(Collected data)
//! Typed key/value fields attached to a single log record.
//!
//! Every constructor is a pure function: it captures the key and the value
//! and does nothing else. Encoding happens when the record is written.

use std::time::Duration;

use base64::Engine as _;
use chrono::{DateTime, Utc};
use serde::Serialize;
use serde_json::Value;

/// Value carried by a [`Field`].
#[derive(Debug, Clone, PartialEq)]
pub enum FieldValue {
    /// Contributes nothing to the record.
    Skip,
    /// An absent optional value, encoded as `null`.
    Null,
    Bool(bool),
    Int64(i64),
    Uint64(u64),
    Float64(f64),
    Float32(f32),
    String(String),
    /// UTF-8 text held as raw bytes.
    ByteString(Vec<u8>),
    /// Opaque bytes, encoded as base64.
    Binary(Vec<u8>),
    Duration(Duration),
    Time(DateTime<Utc>),
    /// Any serde-serializable value.
    Any(Value),
    /// Serialization of an `any` value failed; holds the error text.
    Invalid(String),
}

/// A named, typed value attached to one log call.
#[derive(Debug, Clone, PartialEq)]
pub struct Field {
    key: String,
    value: FieldValue,
}

impl Field {
    pub fn new(key: impl Into<String>, value: FieldValue) -> Self {
        Self {
            key: key.into(),
            value,
        }
    }

    pub fn key(&self) -> &str {
        &self.key
    }

    pub fn value(&self) -> &FieldValue {
        &self.value
    }

    pub fn is_skip(&self) -> bool {
        matches!(self.value, FieldValue::Skip)
    }

    /// The JSON key/value pair this field contributes, if any.
    pub(crate) fn to_json(&self) -> Option<(String, Value)> {
        let value = match &self.value {
            FieldValue::Skip => return None,
            FieldValue::Invalid(err) => {
                return Some((format!("{}Error", self.key), Value::String(err.clone())))
            }
            FieldValue::Null => Value::Null,
            FieldValue::Bool(b) => Value::Bool(*b),
            FieldValue::Int64(n) => Value::from(*n),
            FieldValue::Uint64(n) => Value::from(*n),
            FieldValue::Float64(f) => float_value(*f),
            // Go through the shortest decimal form so 0.1f32 stays 0.1.
            FieldValue::Float32(f) => float_value(f.to_string().parse().unwrap_or(f64::NAN)),
            FieldValue::String(s) => Value::String(s.clone()),
            FieldValue::ByteString(bytes) => {
                Value::String(String::from_utf8_lossy(bytes).into_owned())
            }
            FieldValue::Binary(bytes) => {
                Value::String(base64::engine::general_purpose::STANDARD.encode(bytes))
            }
            FieldValue::Duration(d) => float_value(d.as_secs_f64()),
            FieldValue::Time(t) => float_value(epoch_seconds(t)),
            FieldValue::Any(v) => v.clone(),
        };
        Some((self.key.clone(), value))
    }
}

/// Non-finite floats have no JSON number form.
fn float_value(f: f64) -> Value {
    if f.is_nan() {
        Value::String("NaN".into())
    } else if f.is_infinite() {
        Value::String(if f > 0.0 { "+Inf" } else { "-Inf" }.into())
    } else {
        Value::from(f)
    }
}

pub(crate) fn epoch_seconds(t: &DateTime<Utc>) -> f64 {
    t.timestamp() as f64 + f64::from(t.timestamp_subsec_nanos()) / 1e9
}

fn optional<T>(key: impl Into<String>, value: Option<T>, wrap: impl FnOnce(T) -> FieldValue) -> Field {
    Field::new(key, value.map_or(FieldValue::Null, wrap))
}

/// A no-op field; it adds nothing to the record.
pub fn skip() -> Field {
    Field::new("", FieldValue::Skip)
}

pub fn bool(key: impl Into<String>, value: bool) -> Field {
    Field::new(key, FieldValue::Bool(value))
}

pub fn boolp(key: impl Into<String>, value: Option<bool>) -> Field {
    optional(key, value, FieldValue::Bool)
}

pub fn string(key: impl Into<String>, value: impl Into<String>) -> Field {
    Field::new(key, FieldValue::String(value.into()))
}

pub fn stringp(key: impl Into<String>, value: Option<&str>) -> Field {
    optional(key, value, |s| FieldValue::String(s.to_string()))
}

/// UTF-8 encoded text given as bytes. Invalid sequences are replaced.
pub fn byte_string(key: impl Into<String>, value: impl AsRef<[u8]>) -> Field {
    Field::new(key, FieldValue::ByteString(value.as_ref().to_vec()))
}

/// Opaque binary data, emitted base64-encoded.
pub fn binary(key: impl Into<String>, value: impl AsRef<[u8]>) -> Field {
    Field::new(key, FieldValue::Binary(value.as_ref().to_vec()))
}

pub fn int64(key: impl Into<String>, value: i64) -> Field {
    Field::new(key, FieldValue::Int64(value))
}

pub fn int64p(key: impl Into<String>, value: Option<i64>) -> Field {
    optional(key, value, FieldValue::Int64)
}

pub fn uint64(key: impl Into<String>, value: u64) -> Field {
    Field::new(key, FieldValue::Uint64(value))
}

pub fn float64(key: impl Into<String>, value: f64) -> Field {
    Field::new(key, FieldValue::Float64(value))
}

pub fn float64p(key: impl Into<String>, value: Option<f64>) -> Field {
    optional(key, value, FieldValue::Float64)
}

pub fn float32(key: impl Into<String>, value: f32) -> Field {
    Field::new(key, FieldValue::Float32(value))
}

pub fn float32p(key: impl Into<String>, value: Option<f32>) -> Field {
    optional(key, value, FieldValue::Float32)
}

/// Encoded as floating-point seconds.
pub fn duration(key: impl Into<String>, value: Duration) -> Field {
    Field::new(key, FieldValue::Duration(value))
}

pub fn durationp(key: impl Into<String>, value: Option<Duration>) -> Field {
    optional(key, value, FieldValue::Duration)
}

/// Encoded as floating-point seconds since the Unix epoch.
pub fn time(key: impl Into<String>, value: DateTime<Utc>) -> Field {
    Field::new(key, FieldValue::Time(value))
}

/// Error text under the conventional `error` key.
pub fn error<E: std::error::Error + ?Sized>(err: &E) -> Field {
    named_error("error", err)
}

pub fn named_error<E: std::error::Error + ?Sized>(key: impl Into<String>, err: &E) -> Field {
    Field::new(key, FieldValue::String(err.to_string()))
}

/// Any serializable value, encoded through serde at call time.
///
/// If serialization fails the record carries `<key>Error` with the failure
/// text instead of the value.
pub fn any<T: Serialize + ?Sized>(key: impl Into<String>, value: &T) -> Field {
    match serde_json::to_value(value) {
        Ok(v) => Field::new(key, FieldValue::Any(v)),
        Err(err) => Field::new(key, FieldValue::Invalid(err.to_string())),
    }
}

#[cfg(test)]
mod tests {
    use super::*;
    use serde_json::json;
    use std::collections::HashMap;

    #[test]
    fn constructors_are_pure() {
        assert_eq!(bool("k", true), bool("k", true));
        assert_eq!(float64p("f", Some(1.5)), float64p("f", Some(1.5)));
        assert_ne!(bool("k", true), bool("k", false));
    }

    #[test]
    fn skip_contributes_nothing() {
        let f = skip();
        assert!(f.is_skip());
        assert_eq!(f.to_json(), None);
    }

    #[test]
    fn optional_variants_encode_null() {
        assert_eq!(boolp("b", None).to_json(), Some(("b".into(), Value::Null)));
        assert_eq!(
            durationp("d", Some(Duration::from_millis(1500))).to_json(),
            Some(("d".into(), json!(1.5)))
        );
        assert_eq!(float32p("f", None).value(), &FieldValue::Null);
    }

    #[test]
    fn float32_keeps_short_decimal() {
        assert_eq!(float32("f", 0.1).to_json().unwrap().1, json!(0.1));
    }

    #[test]
    fn non_finite_floats_become_strings() {
        assert_eq!(float64("f", f64::NAN).to_json().unwrap().1, json!("NaN"));
        assert_eq!(float64("f", f64::NEG_INFINITY).to_json().unwrap().1, json!("-Inf"));
    }

    #[test]
    fn bytes_encodings() {
        assert_eq!(byte_string("s", b"hello").to_json().unwrap().1, json!("hello"));
        assert_eq!(binary("b", [0xdeu8, 0xad, 0xbe, 0xef]).to_json().unwrap().1, json!("3q2+7w=="));
    }

    #[test]
    fn any_serializes_structures() {
        let mut m = HashMap::new();
        m.insert("a", 1);
        assert_eq!(any("m", &m).to_json().unwrap(), ("m".into(), json!({"a": 1})));
        assert_eq!(any("v", &vec![1, 2]).to_json().unwrap().1, json!([1, 2]));
    }

    #[test]
    fn any_reports_serialization_failure() {
        let mut m = HashMap::new();
        m.insert((1, 2), "tuple keys are not JSON keys");
        let f = any("bad", &m);
        assert!(matches!(f.value(), FieldValue::Invalid(_)));
        assert_eq!(f.to_json().unwrap().0, "badError");
    }

    #[test]
    fn error_uses_display() {
        let err = std::io::Error::new(std::io::ErrorKind::Other, "disk on fire");
        assert_eq!(error(&err).to_json().unwrap(), ("error".into(), json!("disk on fire")));
    }

    #[test]
    fn time_is_epoch_seconds() {
        let t = DateTime::from_timestamp(1_700_000_000, 500_000_000).unwrap();
        assert_eq!(time("at", t).to_json().unwrap().1, json!(1_700_000_000.5));
    }
}
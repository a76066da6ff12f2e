//! Log levels.
//!
//! Levels are ordered by severity; a logger at level `L` emits every record
//! whose level is `>= L`.

use std::fmt;
use std::str::FromStr;

use serde::{Deserialize, Deserializer, Serialize, Serializer};

use crate::error::LogError;

/// Severity of a log record. Lower discriminant = more verbose.
#[derive(Debug, Clone, Copy, PartialEq, Eq, PartialOrd, Ord, Hash, Default)]
#[repr(i8)]
pub enum Level {
    Debug = -1,
    /// Default level.
    #[default]
    Info = 0,
    Warn = 1,
    Error = 2,
    /// Panics after logging, but only in development mode.
    DPanic = 3,
    /// Logs, then panics.
    Panic = 4,
    /// Logs, then exits the process with status 1.
    Fatal = 5,
}

pub const DEBUG_LEVEL: Level = Level::Debug;
pub const INFO_LEVEL: Level = Level::Info;
pub const WARN_LEVEL: Level = Level::Warn;
pub const ERROR_LEVEL: Level = Level::Error;
pub const DPANIC_LEVEL: Level = Level::DPanic;
pub const PANIC_LEVEL: Level = Level::Panic;
pub const FATAL_LEVEL: Level = Level::Fatal;

/// Exit status used after a fatal record.
pub const FATAL_EXIT_CODE: i32 = 1;

/// Control-flow effect a record has on its caller once it is written.
#[derive(Debug, Clone, Copy, PartialEq, Eq)]
pub enum Termination {
    /// Return normally.
    None,
    /// Unwind the calling thread.
    Panic,
    /// Flush and exit the process with the given status.
    Exit(i32),
}

impl Level {
    pub const ALL: [Level; 7] = [
        Level::Debug,
        Level::Info,
        Level::Warn,
        Level::Error,
        Level::DPanic,
        Level::Panic,
        Level::Fatal,
    ];

    pub fn as_i8(self) -> i8 {
        self as i8
    }

    pub fn as_str(self) -> &'static str {
        match self {
            Level::Debug => "debug",
            Level::Info => "info",
            Level::Warn => "warn",
            Level::Error => "error",
            Level::DPanic => "dpanic",
            Level::Panic => "panic",
            Level::Fatal => "fatal",
        }
    }

    /// Whether a logger configured at `self` emits a record at `level`.
    pub fn enables(self, level: Level) -> bool {
        level >= self
    }

    /// The effect logging at this level has on the caller.
    pub fn termination(self, development: bool) -> Termination {
        match self {
            Level::DPanic if development => Termination::Panic,
            Level::Panic => Termination::Panic,
            Level::Fatal => Termination::Exit(FATAL_EXIT_CODE),
            _ => Termination::None,
        }
    }
}

impl fmt::Display for Level {
    fn fmt(&self, f: &mut fmt::Formatter<'_>) -> fmt::Result {
        f.write_str(self.as_str())
    }
}

impl FromStr for Level {
    type Err = LogError;

    fn from_str(s: &str) -> Result<Self, LogError> {
        match s.trim().to_ascii_lowercase().as_str() {
            "debug" => Ok(Level::Debug),
            "info" | "" => Ok(Level::Info),
            "warn" | "warning" => Ok(Level::Warn),
            "error" => Ok(Level::Error),
            "dpanic" => Ok(Level::DPanic),
            "panic" => Ok(Level::Panic),
            "fatal" => Ok(Level::Fatal),
            _ => Err(LogError::InvalidLevel(s.to_string())),
        }
    }
}

impl TryFrom<i8> for Level {
    type Error = LogError;

    fn try_from(value: i8) -> Result<Self, LogError> {
        Level::ALL
            .into_iter()
            .find(|l| l.as_i8() == value)
            .ok_or_else(|| LogError::InvalidLevel(value.to_string()))
    }
}

impl From<tracing::Level> for Level {
    fn from(level: tracing::Level) -> Self {
        match level {
            tracing::Level::TRACE | tracing::Level::DEBUG => Level::Debug,
            tracing::Level::INFO => Level::Info,
            tracing::Level::WARN => Level::Warn,
            tracing::Level::ERROR => Level::Error,
        }
    }
}

impl Serialize for Level {
    fn serialize<S: Serializer>(&self, serializer: S) -> Result<S::Ok, S::Error> {
        serializer.serialize_str(self.as_str())
    }
}

impl<'de> Deserialize<'de> for Level {
    fn deserialize<D: Deserializer<'de>>(deserializer: D) -> Result<Self, D::Error> {
        let raw = String::deserialize(deserializer)?;
        raw.parse().map_err(serde::de::Error::custom)
    }
}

Problem to solve:
Beginning with the opening line above, retype the records exactly through the line with "use std::time::Duration;", both ends included.

Answer area:
//! Typed key/value fields attached to a single log record.
//!
//! Every constructor is a pure function: it captures the key and the value
//! and does nothing else. Encoding happens when the record is written.

use std::time::Duration;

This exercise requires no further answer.